-------- DATA

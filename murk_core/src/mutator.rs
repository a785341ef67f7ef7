use rand::{Rng, SeedableRng};
use rand_chacha::ChaCha8Rng;
use rand_core::RngCore;

/// Probability that `DictionaryMutator` splices a token instead of delegating
/// to the byte-level strategies.
pub const DICTIONARY_TOKEN_PROBABILITY: f64 = 0.3;

/// Upper bound (inclusive) on how many bytes a single insert or delete touches.
const MAX_CHUNK_LEN: usize = 10;

const INTERESTING_8: [u8; 5] = [0, 1, 127, 128, 255];
const INTERESTING_16: [u16; 5] = [0, 1, 32767, 32768, 65535];
const INTERESTING_32: [u32; 5] = [0, 1, 2147483647, 2147483648, 4294967295];

/// Built-in dictionary: quoting, null/high bytes, format strings, path traversal,
/// literals and oversized numbers.
pub const DEFAULT_DICTIONARY: &[&[u8]] = &[
    b"{{",
    b"}}",
    b"<script>",
    b"</script>",
    b"'",
    b"\"",
    b"\\",
    b"\x00",
    b"\xff",
    b"%s",
    b"%n",
    b"%x",
    b"../../../",
    b"null",
    b"undefined",
    b"-1",
    b"0",
    b"99999999",
];

/// A `Mutator` derives a new candidate from an existing one.
///
/// Mutators are total: they never fail and never panic, whatever the input length.
/// They hold no random state of their own; the caller injects the random stream,
/// which keeps a seeded run reproducible and lets every worker own its stream.
pub trait Mutator: Send + Sync {
    /// A short name used in log output.
    fn name(&self) -> &'static str;

    /// Produces a mutated copy of `input`. An empty input is returned unchanged.
    fn mutate(&self, input: &[u8], rng: &mut dyn RngCore) -> Vec<u8>;
}

/// The six byte-level mutation strategies.
#[derive(Debug, Clone, Copy, PartialEq, Eq)]
pub enum MutationStrategy {
    /// XOR one random bit of one random byte.
    BitFlip,
    /// Overwrite one random byte with a uniformly random byte.
    ByteFlip,
    /// Overwrite a random position with a little-endian boundary constant.
    InterestingValue,
    /// Remove a run of 1..=10 bytes.
    DeleteBytes,
    /// Splice 1..=10 random bytes at a random position, end included.
    InsertBytes,
    /// Exchange the bytes at two random positions.
    SwapBytes,
}

impl MutationStrategy {
    pub const ALL: [MutationStrategy; 6] = [
        MutationStrategy::BitFlip,
        MutationStrategy::ByteFlip,
        MutationStrategy::InterestingValue,
        MutationStrategy::DeleteBytes,
        MutationStrategy::InsertBytes,
        MutationStrategy::SwapBytes,
    ];

    /// Picks one strategy uniformly.
    pub fn pick(rng: &mut dyn RngCore) -> Self {
        Self::ALL[rng.random_range(0..Self::ALL.len())]
    }

    /// Applies this strategy to a copy of `input`.
    ///
    /// Inputs that are too short for the strategy come back unchanged: every
    /// strategy skips empty input, swap and delete skip single-byte input.
    pub fn apply(self, input: &[u8], rng: &mut dyn RngCore) -> Vec<u8> {
        let mut data = input.to_vec();
        if data.is_empty() {
            return data;
        }
        match self {
            MutationStrategy::BitFlip => {
                let pos = rng.random_range(0..data.len());
                let bit = rng.random_range(0..8u32);
                data[pos] ^= 1 << bit;
            }
            MutationStrategy::ByteFlip => {
                let pos = rng.random_range(0..data.len());
                data[pos] = rng.random::<u8>();
            }
            MutationStrategy::InterestingValue => {
                let pos = rng.random_range(0..data.len());
                match rng.random_range(0..3u8) {
                    0 => {
                        data[pos] = INTERESTING_8[rng.random_range(0..INTERESTING_8.len())];
                    }
                    1 => {
                        let value = INTERESTING_16[rng.random_range(0..INTERESTING_16.len())];
                        overwrite_in_place(&mut data, pos, &value.to_le_bytes());
                    }
                    _ => {
                        let value = INTERESTING_32[rng.random_range(0..INTERESTING_32.len())];
                        overwrite_in_place(&mut data, pos, &value.to_le_bytes());
                    }
                }
            }
            MutationStrategy::DeleteBytes => {
                if data.len() <= 1 {
                    return data;
                }
                let pos = rng.random_range(0..data.len());
                let run = rng.random_range(1..=MAX_CHUNK_LEN.min(data.len() - pos));
                data.drain(pos..pos + run);
            }
            MutationStrategy::InsertBytes => {
                let pos = rng.random_range(0..=data.len());
                let run = rng.random_range(1..=MAX_CHUNK_LEN);
                let mut fresh = vec![0u8; run];
                rng.fill_bytes(&mut fresh);
                data.splice(pos..pos, fresh);
            }
            MutationStrategy::SwapBytes => {
                if data.len() < 2 {
                    return data;
                }
                let a = rng.random_range(0..data.len());
                let b = rng.random_range(0..data.len());
                data.swap(a, b);
            }
        }
        data
    }
}

/// Writes `bytes` at `pos` only if they fit entirely; never grows the buffer.
fn overwrite_in_place(data: &mut [u8], pos: usize, bytes: &[u8]) {
    if pos + bytes.len() <= data.len() {
        data[pos..pos + bytes.len()].copy_from_slice(bytes);
    }
}

/// Picks one of the six `MutationStrategy` variants uniformly for every call.
#[derive(Debug, Default, Clone, Copy)]
pub struct ByteMutator;

impl Mutator for ByteMutator {
    fn name(&self) -> &'static str {
        "ByteMutator"
    }

    fn mutate(&self, input: &[u8], rng: &mut dyn RngCore) -> Vec<u8> {
        if input.is_empty() {
            return Vec::new();
        }
        MutationStrategy::pick(rng).apply(input, rng)
    }
}

/// Extends `ByteMutator` with verbatim token insertion.
///
/// With probability [`DICTIONARY_TOKEN_PROBABILITY`] a token drawn uniformly from
/// the dictionary is spliced at a random position (end included); otherwise the
/// call is delegated to `ByteMutator`.
#[derive(Debug, Clone)]
pub struct DictionaryMutator {
    tokens: Vec<Vec<u8>>,
    base: ByteMutator,
}

impl DictionaryMutator {
    /// Creates a mutator using [`DEFAULT_DICTIONARY`].
    pub fn new() -> Self {
        Self::with_tokens(DEFAULT_DICTIONARY.iter().map(|t| t.to_vec()).collect())
    }

    /// Creates a mutator with a caller-supplied dictionary.
    ///
    /// Empty tokens are dropped. If nothing is left, the default dictionary is used.
    pub fn with_tokens(tokens: Vec<Vec<u8>>) -> Self {
        let tokens: Vec<Vec<u8>> = tokens.into_iter().filter(|t| !t.is_empty()).collect();
        if tokens.is_empty() {
            return Self::new();
        }
        Self {
            tokens,
            base: ByteMutator,
        }
    }

    pub fn tokens(&self) -> &[Vec<u8>] {
        &self.tokens
    }

    fn splice_token(&self, input: &[u8], rng: &mut dyn RngCore) -> Vec<u8> {
        let token = &self.tokens[rng.random_range(0..self.tokens.len())];
        let pos = rng.random_range(0..=input.len());
        let mut data = Vec::with_capacity(input.len() + token.len());
        data.extend_from_slice(&input[..pos]);
        data.extend_from_slice(token);
        data.extend_from_slice(&input[pos..]);
        data
    }
}

impl Default for DictionaryMutator {
    fn default() -> Self {
        Self::new()
    }
}

impl Mutator for DictionaryMutator {
    fn name(&self) -> &'static str {
        "DictionaryMutator"
    }

    fn mutate(&self, input: &[u8], rng: &mut dyn RngCore) -> Vec<u8> {
        if input.is_empty() {
            return Vec::new();
        }
        if rng.random_bool(DICTIONARY_TOKEN_PROBABILITY) {
            self.splice_token(input, rng)
        } else {
            self.base.mutate(input, rng)
        }
    }
}

/// The mutator variants selectable from configuration.
#[derive(Debug, Clone)]
pub enum AnyMutator {
    Bytes(ByteMutator),
    Dictionary(DictionaryMutator),
}

impl Mutator for AnyMutator {
    fn name(&self) -> &'static str {
        match self {
            AnyMutator::Bytes(m) => m.name(),
            AnyMutator::Dictionary(m) => m.name(),
        }
    }

    fn mutate(&self, input: &[u8], rng: &mut dyn RngCore) -> Vec<u8> {
        match self {
            AnyMutator::Bytes(m) => m.mutate(input, rng),
            AnyMutator::Dictionary(m) => m.mutate(input, rng),
        }
    }
}

/// Builds the random stream used by mutators and workers.
///
/// With a seed the stream is fully reproducible; without one it is seeded from
/// the thread-local generator.
pub fn rng_from_seed(seed: Option<u64>) -> ChaCha8Rng {
    match seed {
        Some(seed) => ChaCha8Rng::seed_from_u64(seed),
        None => ChaCha8Rng::from_rng(&mut rand::rng()),
    }
}

/// A mutator bundled with its own random stream, for replaying a crash outside
/// the engine: two instances built with the same seed produce the same sequence
/// of outputs for the same sequence of calls.
#[derive(Debug, Clone)]
pub struct SeededMutator<M> {
    mutator: M,
    rng: ChaCha8Rng,
}

impl<M: Mutator> SeededMutator<M> {
    pub fn new(mutator: M, seed: Option<u64>) -> Self {
        Self {
            mutator,
            rng: rng_from_seed(seed),
        }
    }

    pub fn mutate(&mut self, input: &[u8]) -> Vec<u8> {
        self.mutator.mutate(input, &mut self.rng)
    }
}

----------------

■ **EXERCISE**:
The answer needed is a single number: how many lines in the records above hold the string "fresh". Please write nothing else.

■ **EXERCISE RESPONSE**:
3